TASK ITEM -
Below are records; how many of their lines contain "AppError"? Reply with the number and no other words.

++++ THE RECORDS ++++

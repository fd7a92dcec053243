mod terminal;

use std::io::Write;
use std::path::Path;
use std::process::ExitCode;
use std::sync::Arc;
use std::time::Duration;

use anyhow::{Context, Result};
use atmos_core::{AppError, Config, ConfigError, StorageError};
use atmos_weather::refresh::RefreshPolicy;
use atmos_weather::{
    location, Dashboard, DashboardError, FileStore, KeyValueStore, MemoryStore,
    OpenWeatherGeocoder, OpenWeatherProvider,
};
use clap::{ArgAction, Parser, Subcommand};

use crate::terminal::TerminalSink;

#[derive(Parser)]
#[command(author, version, about, long_about = None)]
struct Cli {
    /// Increase log verbosity (-v debug, -vv trace)
    #[arg(short, long, action = ArgAction::Count, global = true)]
    verbose: u8,

    #[command(subcommand)]
    command: Option<Commands>,
}

#[derive(Subcommand)]
enum Commands {
    /// Show the last city again, or the weather where you are (default)
    Load,
    /// Search for a city by name
    Search {
        #[arg(required = true)]
        query: Vec<String>,
    },
    /// List matching cities; --pick shows the weather for one of them
    Suggest {
        #[arg(required = true)]
        query: Vec<String>,
        /// 1-based index into the list
        #[arg(long)]
        pick: Option<usize>,
    },
    /// Show the weather at your current location
    Locate,
    /// Forget the last city and the reload counter
    Reset,
    /// Print the config file location and check it
    Config,
}

#[tokio::main]
async fn main() -> ExitCode {
    let cli = Cli::parse();

    if let Err(e) = atmos_core::init(cli.verbose) {
        eprintln!("{:#}", e);
    }

    match run(cli).await {
        Ok(code) => code,
        Err(e) => {
            tracing::error!("{:#}", e);
            eprintln!("{}", user_message(&e));
            ExitCode::FAILURE
        }
    }
}

fn user_message(err: &anyhow::Error) -> String {
    match err.downcast_ref::<AppError>() {
        Some(app) => app.user_message().to_string(),
        None => format!("{:#}", err),
    }
}

async fn run(cli: Cli) -> Result<ExitCode> {
    let config = Config::load().map_err(AppError::Other)?;
    let command = cli.command.unwrap_or(Commands::Load);

    match command {
        Commands::Config => return print_config(&config),
        Commands::Reset => {
            let store = reset_store(&config.state_file()).map_err(AppError::from)?;
            let mut dashboard = assemble_dashboard(&config, Box::new(store))?;
            dashboard.reset().map_err(AppError::from)?;
            println!("Cleared saved city and reload counter.");
            return Ok(ExitCode::SUCCESS);
        }
        _ => {}
    }

    let mut dashboard = build_dashboard(&config)?;

    let result = match command {
        Commands::Load => {
            let outcome = dashboard.load().await;
            tracing::debug!("Load action: {:?}", outcome.action);
            outcome.result.map(|_| ())
        }
        Commands::Search { query } => dashboard.search(&query.join(" ")).await.map(|_| ()),
        Commands::Suggest { query, pick } => {
            let suggestions = dashboard.suggest(&query.join(" ")).await;
            match pick {
                None => {
                    if suggestions.is_empty() {
                        println!("No suggestions.");
                    }
                    for (i, suggestion) in suggestions.iter().enumerate() {
                        println!("{:>2}. {}", i + 1, suggestion.label);
                    }
                    return Ok(ExitCode::SUCCESS);
                }
                Some(index) => {
                    let suggestion = index
                        .checked_sub(1)
                        .and_then(|i| suggestions.get(i))
                        .with_context(|| {
                            format!("No suggestion #{} ({} available)", index, suggestions.len())
                        })?;
                    dashboard.select_suggestion(suggestion).await.map(|_| ())
                }
            }
        }
        Commands::Locate => dashboard.locate().await.map(|_| ()),
        Commands::Reset | Commands::Config => Ok(()),
    };

    let mut stdout = std::io::stdout().lock();
    dashboard.sink().write_to(&mut stdout).map_err(AppError::from)?;
    stdout.flush().map_err(AppError::from)?;

    tracing::debug!("Page state: {:?}", dashboard.sink().state());

    // Dashboard errors are already on the page
    match result {
        Err(DashboardError::GeolocationDenied(e)) => {
            tracing::info!("No location available ({}); try `atmos search <city>`", e);
        }
        Err(e) => tracing::debug!("Command finished with: {}", e),
        Ok(()) => {}
    }
    Ok(ExitCode::SUCCESS)
}

fn build_dashboard(config: &Config) -> Result<Dashboard<TerminalSink>> {
    let validation = config.validate();
    for warning in &validation.warnings {
        tracing::warn!("Config warning: {}", warning);
    }
    if !validation.is_valid() {
        return Err(AppError::Config(ConfigError::Invalid(validation.error_summary())).into());
    }
    if config.weather.api_key.trim().is_empty() {
        return Err(AppError::Config(ConfigError::MissingSetting(
            "weather.api_key (or OPENWEATHER_API_KEY)".to_string(),
        ))
        .into());
    }

    assemble_dashboard(config, open_store(config)?)
}

/// Wire the dashboard from config without checking it.
fn assemble_dashboard(
    config: &Config,
    store: Box<dyn KeyValueStore>,
) -> Result<Dashboard<TerminalSink>> {
    let timeout = Duration::from_secs(config.weather.request_timeout_secs);
    let geocoder = OpenWeatherGeocoder::new(
        &config.weather.api_key,
        &config.weather.geo_base_url,
        timeout,
    )?;
    let weather = OpenWeatherProvider::new(
        &config.weather.api_key,
        &config.weather.api_base_url,
        timeout,
    )?;
    let geolocator = location::from_config(&config.geolocation, timeout)?;

    Ok(Dashboard::new(
        Arc::new(geocoder),
        Arc::new(weather),
        geolocator,
        store,
        TerminalSink::new(),
    )
    .with_policy(RefreshPolicy::new(config.refresh.max_refresh))
    .with_temperature_unit(config.weather.temperature_unit))
}

/// A corrupt state file is reported; anything else falls back to memory.
fn open_store(config: &Config) -> Result<Box<dyn KeyValueStore>> {
    let path = config.state_file();
    match FileStore::open(&path) {
        Ok(store) => Ok(Box::new(store)),
        Err(e @ StorageError::Corruption(_)) => Err(AppError::from(e).into()),
        Err(e) => {
            tracing::warn!("State file unavailable, nothing will be remembered: {}", e);
            Ok(Box::new(MemoryStore::new()))
        }
    }
}

/// Open the state file for a reset; a corrupt file is removed first.
fn reset_store(path: &Path) -> Result<FileStore, StorageError> {
    match FileStore::open(path) {
        Err(StorageError::Corruption(e)) => {
            tracing::warn!("Discarding corrupt state file: {}", e);
            FileStore::destroy(path)?;
            FileStore::open(path)
        }
        other => other,
    }
}

fn print_config(config: &Config) -> Result<ExitCode> {
    let path = Config::config_path().map_err(AppError::Other)?;
    println!("Config file: {}", path.display());
    println!("State file:  {}", config.state_file().display());
    println!(
        "API key:     {}",
        if config.weather.api_key.is_empty() { "not set" } else { "set" }
    );

    let validation = config.validate();
    for warning in &validation.warnings {
        println!("warning: {}", warning);
    }
    for error in &validation.errors {
        println!("error: {}", error);
    }

    if validation.is_valid() {
        println!("Configuration OK");
        Ok(ExitCode::SUCCESS)
    } else {
        Ok(ExitCode::FAILURE)
    }
}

++++

THE COMPLETED TASK -
11